Have you ever felt that horrible sinking feeling in the pit of your stomach when you realize that you have blown it big time… when you risk being embarrassed, disappointing others, and losing all your credibility with people who matter to you in more ways than one?

It happened to me yesterday. I live by my calendar, yet I double booked myself for dinner.

Seven unsuspecting people I didn’t want to dissapoint were on the line.

First there was Kathrine, Jan, Audrey, and Carolyn, four business icons I admire, some of the busiest women I know.  Nailing a dinner date to bring us together was nothing short of extraordinary.

Elated to make it happen, I entered the date on my calendar—on the wrong day—then managed to mess up the dinner reservation.

Then there was Leah, one of my dearest friends, her husband, and one of their friends—who offered her extra theatre ticket for me–an impromptu opportunity to finally get quality time with wonderful friends.


I was sitting in the back seat of Leah’s car when it all sank in. Then two texts arrive … “I’m here, whose name is the reservation under?” and “Running late?”

When we blow it, we wish we could rewind time. Then the primal instinct kicks in: LIE.  To protect our pride and to protect others from feeling hurt and disappointed, or so we tell ourselves.

I say “we” because one of the perks of being in the coaching business is an ever growing understanding of human nature, and ample case studies to back it up.

In the words attributed to William Shakespeare,

One touch of nature makes the whole world kin.

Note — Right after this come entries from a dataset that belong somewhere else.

use std::collections::HashMap;
use std::fmt;

/// A parsed PGN game record: its tag pairs and raw move tokens.
#[derive(Debug, Clone, PartialEq, Eq)]
pub struct PgnGame {
    /// Zero-based position of the record in its archive.
    pub index: usize,
    /// Byte offset of the record's first line in its archive.
    pub offset: u64,
    pub tags: HashMap<String, String>,
    /// Move tokens in order, with numbers, comments, variations and NAGs removed.
    pub moves: Vec<String>,
    pub result: PgnResult,
}

impl PgnGame {
    pub fn tag(&self, name: &str) -> Option<&str> {
        self.tags.get(name).map(String::as_str)
    }

    pub fn white(&self) -> Option<&str> {
        self.tag("White")
    }

    pub fn black(&self) -> Option<&str> {
        self.tag("Black")
    }
}

#[derive(Debug, Clone, Copy, PartialEq, Eq, Hash)]
pub enum PgnResult {
    WhiteWins,
    BlackWins,
    Draw,
    Ongoing,
}

impl PgnResult {
    pub fn parse(token: &str) -> Option<Self> {
        match token {
            "1-0" => Some(Self::WhiteWins),
            "0-1" => Some(Self::BlackWins),
            "1/2-1/2" => Some(Self::Draw),
            "*" => Some(Self::Ongoing),
            _ => None,
        }
    }

    pub fn as_str(self) -> &'static str {
        match self {
            Self::WhiteWins => "1-0",
            Self::BlackWins => "0-1",
            Self::Draw => "1/2-1/2",
            Self::Ongoing => "*",
        }
    }
}

impl fmt::Display for PgnResult {
    fn fmt(&self, f: &mut fmt::Formatter<'_>) -> fmt::Result {
        f.write_str(self.as_str())
    }
}

/// A malformed game record. `offset` is the record's start in the archive
/// plus the position of the offending input in the decoded record text. The
/// two agree for valid UTF-8; each replaced byte earlier in the record adds
/// two to the in-record part.
#[derive(Debug, Clone, PartialEq, Eq, thiserror::Error)]
#[error("PGN record {index} at byte {offset}: {kind}")]
pub struct PgnError {
    pub index: usize,
    pub offset: u64,
    pub kind: PgnErrorKind,
}

#[derive(Debug, Clone, PartialEq, Eq, thiserror::Error)]
pub enum PgnErrorKind {
    #[error("empty record")]
    Empty,
    #[error("unterminated tag pair")]
    UnterminatedTag,
    #[error("invalid tag pair: {0}")]
    InvalidTag(String),
    #[error("unterminated comment")]
    UnterminatedComment,
    #[error("unbalanced variation")]
    UnbalancedVariation,
    #[error("unexpected character '{0}'")]
    UnexpectedCharacter(char),
    #[error("invalid token: {0}")]
    InvalidToken(String),
    #[error("move '{0}' after the result marker")]
    MovesAfterResult(String),
}

/// Parse a single game record. `index` and `offset` locate the record in its
/// archive and are carried into the result and any error.
pub fn parse_game(text: &str, index: usize, offset: u64) -> Result<PgnGame, PgnError> {
    Parser {
        text,
        bytes: text.as_bytes(),
        pos: 0,
        index,
        offset,
    }
    .run()
}

/// Parse text known to contain exactly one game.
pub fn parse_pgn(text: &str) -> Result<PgnGame, PgnError> {
    parse_game(text, 0, 0)
}

struct Parser<'a> {
    text: &'a str,
    bytes: &'a [u8],
    pos: usize,
    index: usize,
    offset: u64,
}

impl<'a> Parser<'a> {
    fn run(mut self) -> Result<PgnGame, PgnError> {
        let mut tags = HashMap::new();
        let mut moves = Vec::new();
        let mut marker = None;

        while let Some(b) = self.peek() {
            match b {
                b if b.is_ascii_whitespace() => self.pos += 1,
                b'%' if self.at_line_start() => self.skip_line(),
                b';' => self.skip_line(),
                b'[' => {
                    if !moves.is_empty() || marker.is_some() {
                        return Err(self.error_here(PgnErrorKind::UnexpectedCharacter('[')));
                    }
                    let (name, value) = self.tag_pair()?;
                    tags.insert(name, value);
                }
                b'{' => self.skip_comment()?,
                b'(' => self.skip_variation()?,
                b')' => return Err(self.error_here(PgnErrorKind::UnbalancedVariation)),
                b'}' | b']' => return Err(self.error_here(PgnErrorKind::UnexpectedCharacter(b as char))),
                b'$' => {
                    self.pos += 1;
                    self.take_while(|c| c.is_ascii_digit());
                }
                _ => {
                    let start = self.pos;
                    let token = self.token();
                    if let Some(result) = PgnResult::parse(token) {
                        marker = Some(result);
                        continue;
                    }
                    let Some(mv) = strip_move_number(token) else {
                        continue;
                    };
                    let mv = mv.trim_end_matches(['!', '?']);
                    if mv.is_empty() {
                        continue;
                    }
                    if !looks_like_move(mv) {
                        return Err(self.error_at(start, PgnErrorKind::InvalidToken(token.to_string())));
                    }
                    if marker.is_some() {
                        return Err(self.error_at(start, PgnErrorKind::MovesAfterResult(mv.to_string())));
                    }
                    moves.push(mv.to_string());
                }
            }
        }

        if tags.is_empty() && moves.is_empty() && marker.is_none() {
            return Err(self.error_at(0, PgnErrorKind::Empty));
        }

        let result = marker
            .or_else(|| tags.get("Result").and_then(|r: &String| PgnResult::parse(r)))
            .unwrap_or(PgnResult::Ongoing);

        Ok(PgnGame {
            index: self.index,
            offset: self.offset,
            tags,
            moves,
            result,
        })
    }

    fn peek(&self) -> Option<u8> {
        self.bytes.get(self.pos).copied()
    }

    fn at_line_start(&self) -> bool {
        self.pos == 0 || self.bytes[self.pos - 1] == b'\n'
    }

    fn skip_line(&mut self) {
        self.take_while(|c| c != b'\n');
    }

    fn take_while(&mut self, pred: impl Fn(u8) -> bool) -> &'a str {
        let start = self.pos;
        while self.peek().is_some_and(&pred) {
            self.pos += 1;
        }
        &self.text[start..self.pos]
    }

    fn token(&mut self) -> &'a str {
        self.take_while(|c| {
            !c.is_ascii_whitespace() && !matches!(c, b'{' | b'}' | b'(' | b')' | b'[' | b']' | b';' | b'$')
        })
    }

    fn tag_pair(&mut self) -> Result<(String, String), PgnError> {
        let start = self.pos;
        self.pos += 1;
        self.take_while(|c| c == b' ' || c == b'\t');
        let name = self
            .take_while(|c| c.is_ascii_alphanumeric() || c == b'_')
            .to_string();
        self.take_while(|c| c == b' ' || c == b'\t');

        if name.is_empty() || self.peek() != Some(b'"') {
            return match self.find_close(b']') {
                Some(end) => Err(self.error_at(
                    start,
                    PgnErrorKind::InvalidTag(self.text[start..=end].to_string()),
                )),
                None => Err(self.error_at(start, PgnErrorKind::UnterminatedTag)),
            };
        }
        self.pos += 1;

        let mut value = String::new();
        loop {
            match self.peek() {
                None | Some(b'\n') => return Err(self.error_at(start, PgnErrorKind::UnterminatedTag)),
                Some(b'\\') if matches!(self.bytes.get(self.pos + 1), Some(b'"') | Some(b'\\')) => {
                    value.push(self.bytes[self.pos + 1] as char);
                    self.pos += 2;
                }
                Some(b'"') => {
                    self.pos += 1;
                    break;
                }
                Some(_) => {
                    let ch = self.text[self.pos..].chars().next().unwrap_or('\u{fffd}');
                    value.push(ch);
                    self.pos += ch.len_utf8();
                }
            }
        }

        self.take_while(|c| c == b' ' || c == b'\t');
        if self.peek() != Some(b']') {
            return Err(self.error_at(start, PgnErrorKind::UnterminatedTag));
        }
        self.pos += 1;
        Ok((name, value))
    }

    fn find_close(&self, close: u8) -> Option<usize> {
        self.bytes[self.pos..]
            .iter()
            .take_while(|&&c| c != b'\n')
            .position(|&c| c == close)
            .map(|i| self.pos + i)
    }

    fn skip_comment(&mut self) -> Result<(), PgnError> {
        let start = self.pos;
        match self.bytes[self.pos..].iter().position(|&c| c == b'}') {
            Some(i) => {
                self.pos += i + 1;
                Ok(())
            }
            None => Err(self.error_at(start, PgnErrorKind::UnterminatedComment)),
        }
    }

    /// Skip a possibly nested `( ... )` variation, including comments inside it.
    fn skip_variation(&mut self) -> Result<(), PgnError> {
        let start = self.pos;
        let mut depth = 0usize;
        while let Some(b) = self.peek() {
            match b {
                b'(' => depth += 1,
                b')' => {
                    depth -= 1;
                    if depth == 0 {
                        self.pos += 1;
                        return Ok(());
                    }
                }
                b'{' => {
                    self.skip_comment()?;
                    continue;
                }
                b';' => {
                    self.skip_line();
                    continue;
                }
                _ => {}
            }
            self.pos += 1;
        }
        Err(self.error_at(start, PgnErrorKind::UnbalancedVariation))
    }

    fn error_here(&self, kind: PgnErrorKind) -> PgnError {
        self.error_at(self.pos, kind)
    }

    fn error_at(&self, pos: usize, kind: PgnErrorKind) -> PgnError {
        PgnError {
            index: self.index,
            offset: self.offset + pos as u64,
            kind,
        }
    }
}

/// Remove a leading move number (`12.`, `12...`, or the `12.` of `12.e4`).
/// Returns `None` for tokens that are only a move number or ellipsis.
fn strip_move_number(token: &str) -> Option<&str> {
    let digits = token.bytes().take_while(u8::is_ascii_digit).count();
    let rest = &token[digits..];
    if digits > 0 && rest.starts_with('.') {
        let rest = rest.trim_start_matches('.');
        return (!rest.is_empty()).then_some(rest);
    }
    if digits == token.len() || token.bytes().all(|b| b == b'.') {
        return None;
    }
    Some(token)
}

/// Cheap shape check; full validation happens when the move is resolved.
fn looks_like_move(token: &str) -> bool {
    let Some(first) = token.chars().next() else {
        return false;
    };
    let shape = matches!(first, 'a'..='h' | 'N' | 'B' | 'R' | 'Q' | 'K' | 'O' | '0');
    shape
        && token
            .chars()
            .all(|c| c.is_ascii_alphanumeric() || matches!(c, '-' | '=' | 'x' | ':' | '+' | '#'))
}

#[cfg(test)]
mod tests {
    use super::*;

    const SCHOLARS: &str = r#"[Event "Club night"]
[Site "Hall"]
[White "Anna"]
[Black "Boris"]
[Result "1-0"]

1. e4 e5 2. Bc4 Nc6 3. Qh5 Nf6?? 4. Qxf7# 1-0
"#;

    #[test]
    fn test_tags_and_moves() {
        let game = parse_pgn(SCHOLARS).unwrap();
        assert_eq!(game.white(), Some("Anna"));
        assert_eq!(game.black(), Some("Boris"));
        assert_eq!(game.tag("Site"), Some("Hall"));
        assert_eq!(
            game.moves,
            vec!["e4", "e5", "Bc4", "Nc6", "Qh5", "Nf6", "Qxf7#"]
        );
        assert_eq!(game.result, PgnResult::WhiteWins);
    }

    #[test]
    fn test_comments_variations_and_nags() {
        let text = "1.e4 {best by test} e5 (1...c5 2.Nf3 (2.c3) d6) 2.Nf3 $1 ; a line comment\n\
                    2...Nc6 {multi\nline} 3.Bb5 a6 *";
        let game = parse_pgn(text).unwrap();
        assert_eq!(game.moves, vec!["e4", "e5", "Nf3", "Nc6", "Bb5", "a6"]);
        assert_eq!(game.result, PgnResult::Ongoing);
    }

    #[test]
    fn test_escaped_tag_value() {
        let game = parse_pgn("[Event \"The \\\"Big\\\" Open\"]\n\n1. d4 1/2-1/2").unwrap();
        assert_eq!(game.tag("Event"), Some("The \"Big\" Open"));
        assert_eq!(game.result, PgnResult::Draw);
    }

    #[test]
    fn test_result_from_tag_without_marker() {
        let game = parse_pgn("[Result \"0-1\"]\n\n1. f3 e5 2. g4 Qh4#").unwrap();
        assert_eq!(game.result, PgnResult::BlackWins);
        assert_eq!(game.moves.len(), 4);
    }

    #[test]
    fn test_percent_escape_line() {
        let game = parse_pgn("% generated by a tool\n1. e4 *").unwrap();
        assert_eq!(game.moves, vec!["e4"]);
    }

    #[test]
    fn test_errors_carry_offset_and_index() {
        let err = parse_game("[White \"Anna\"]\n1. e4 {never closed", 3, 100).unwrap_err();
        assert_eq!(err.index, 3);
        assert_eq!(err.kind, PgnErrorKind::UnterminatedComment);
        assert_eq!(err.offset, 100 + 21);

        let err = parse_pgn("[White \"Anna\"\n1. e4").unwrap_err();
        assert_eq!(err.kind, PgnErrorKind::UnterminatedTag);
        assert_eq!(err.offset, 0);

        let err = parse_pgn("1. e4 (1. d4").unwrap_err();
        assert_eq!(err.kind, PgnErrorKind::UnbalancedVariation);

        let err = parse_pgn("1. e4 e5 ) 2. Nf3").unwrap_err();
        assert_eq!(err.kind, PgnErrorKind::UnbalancedVariation);
    }

    #[test]
    fn test_rejects_bad_tokens() {
        let err = parse_pgn("1. e4 @@ 2. Nf3").unwrap_err();
        assert_eq!(err.kind, PgnErrorKind::InvalidToken("@@".to_string()));
        assert_eq!(err.offset, 6);

        let err = parse_pgn("[White Anna]\n1. e4").unwrap_err();
        assert!(matches!(err.kind, PgnErrorKind::InvalidTag(_)));

        let err = parse_pgn("1. e4 1-0 2. d4").unwrap_err();
        assert_eq!(err.kind, PgnErrorKind::MovesAfterResult("d4".to_string()));

        let err = parse_pgn("  \n ").unwrap_err();
        assert_eq!(err.kind, PgnErrorKind::Empty);
    }

    #[test]
    fn test_castling_tokens_survive_number_stripping() {
        let game = parse_pgn("1. O-O 0-0 2. 0-0-0 *").unwrap();
        assert_eq!(game.moves, vec!["O-O", "0-0", "0-0-0"]);
    }

    #[test]
    fn test_move_number_forms() {
        assert_eq!(strip_move_number("12."), None);
        assert_eq!(strip_move_number("12..."), None);
        assert_eq!(strip_move_number("..."), None);
        assert_eq!(strip_move_number("12...Nf6"), Some("Nf6"));
        assert_eq!(strip_move_number("1.e4"), Some("e4"));
        assert_eq!(strip_move_number("0-0"), Some("0-0"));
    }
}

Still in the car, as we arrived to our destination, three scenarios populate my thoughts in a nano second:

  1. Say nothing. Stay with my gracious hosts. Make up a tragic excuse for missing my dinner date with my four friends who are perfectly capable of having a great time without me.
  2. Lie and Enjoy. Pretend I’m suddenly sick. Ditch my hosts with my dignity intact. Uber my way to my four friends, waiting at the restaurant two miles away.
  3. Lie and Miss Out (scenario #2 with a twist): Pretend I’m suddenly ill. Ditch my first party. Tell my second party I got deadly ill in route to the restaurant and had to turn back home. Everyone has a fun time, after they briefly chat about and perhaps pray for my misfortune.

The third scenario is the most appealing. No casualties because no one gets hurt. I pay the price of my incompetence.


The alternative is coming clean to everyone involved. Telling the truth. Admitting that we’ve blown it. Then having to make a choice that will disappoint someone.

It’s painful. It’s embarrassing. it’s risky.

  • What are they going to think of me?
  • Who’s going to get hurt?
  • Will they ever trust me again?

These and more are the questions that flood our minds when we contemplate the alternative.  So why choose it?  After all, that’s the real question, isn’t it?


Having chosen the easy way out (to lie) in the past, I can assure you that I don’t write this post from a place of moral superiority. In fact, it is because I didn’t choose the alternative—many times—and lived to regret it that I am inspired to write this post.

Lesson #1: Telling the truth reveals the kind of friends you’ve chosen to surround yourself with

When I told Leah what happened, she spoke without a hint of hesitation or judgement: “What do you want to do?”  Then she made sure the Uber driver would find me.

Later that evening, when I picked up my car from her house, she hugged me and said, “You prioritized well,” and quickly accepted my offer to make it up to all of them.

My four friends were equally gracious when I arrived to the restaurant and told them why I was late.

As I write this I’m smiling, grateful for the kind of friends I have.

Lesson #2: Telling the truth is a gift you give others

When I arrived to the restaurant and confessed what happened, Kathrine said something like, “Do you know how refreshing it is to know that you’re not perfect?” We all laughed, but I laughed the hardest thinking about the possibility that someone could ever imagine that I was perfect.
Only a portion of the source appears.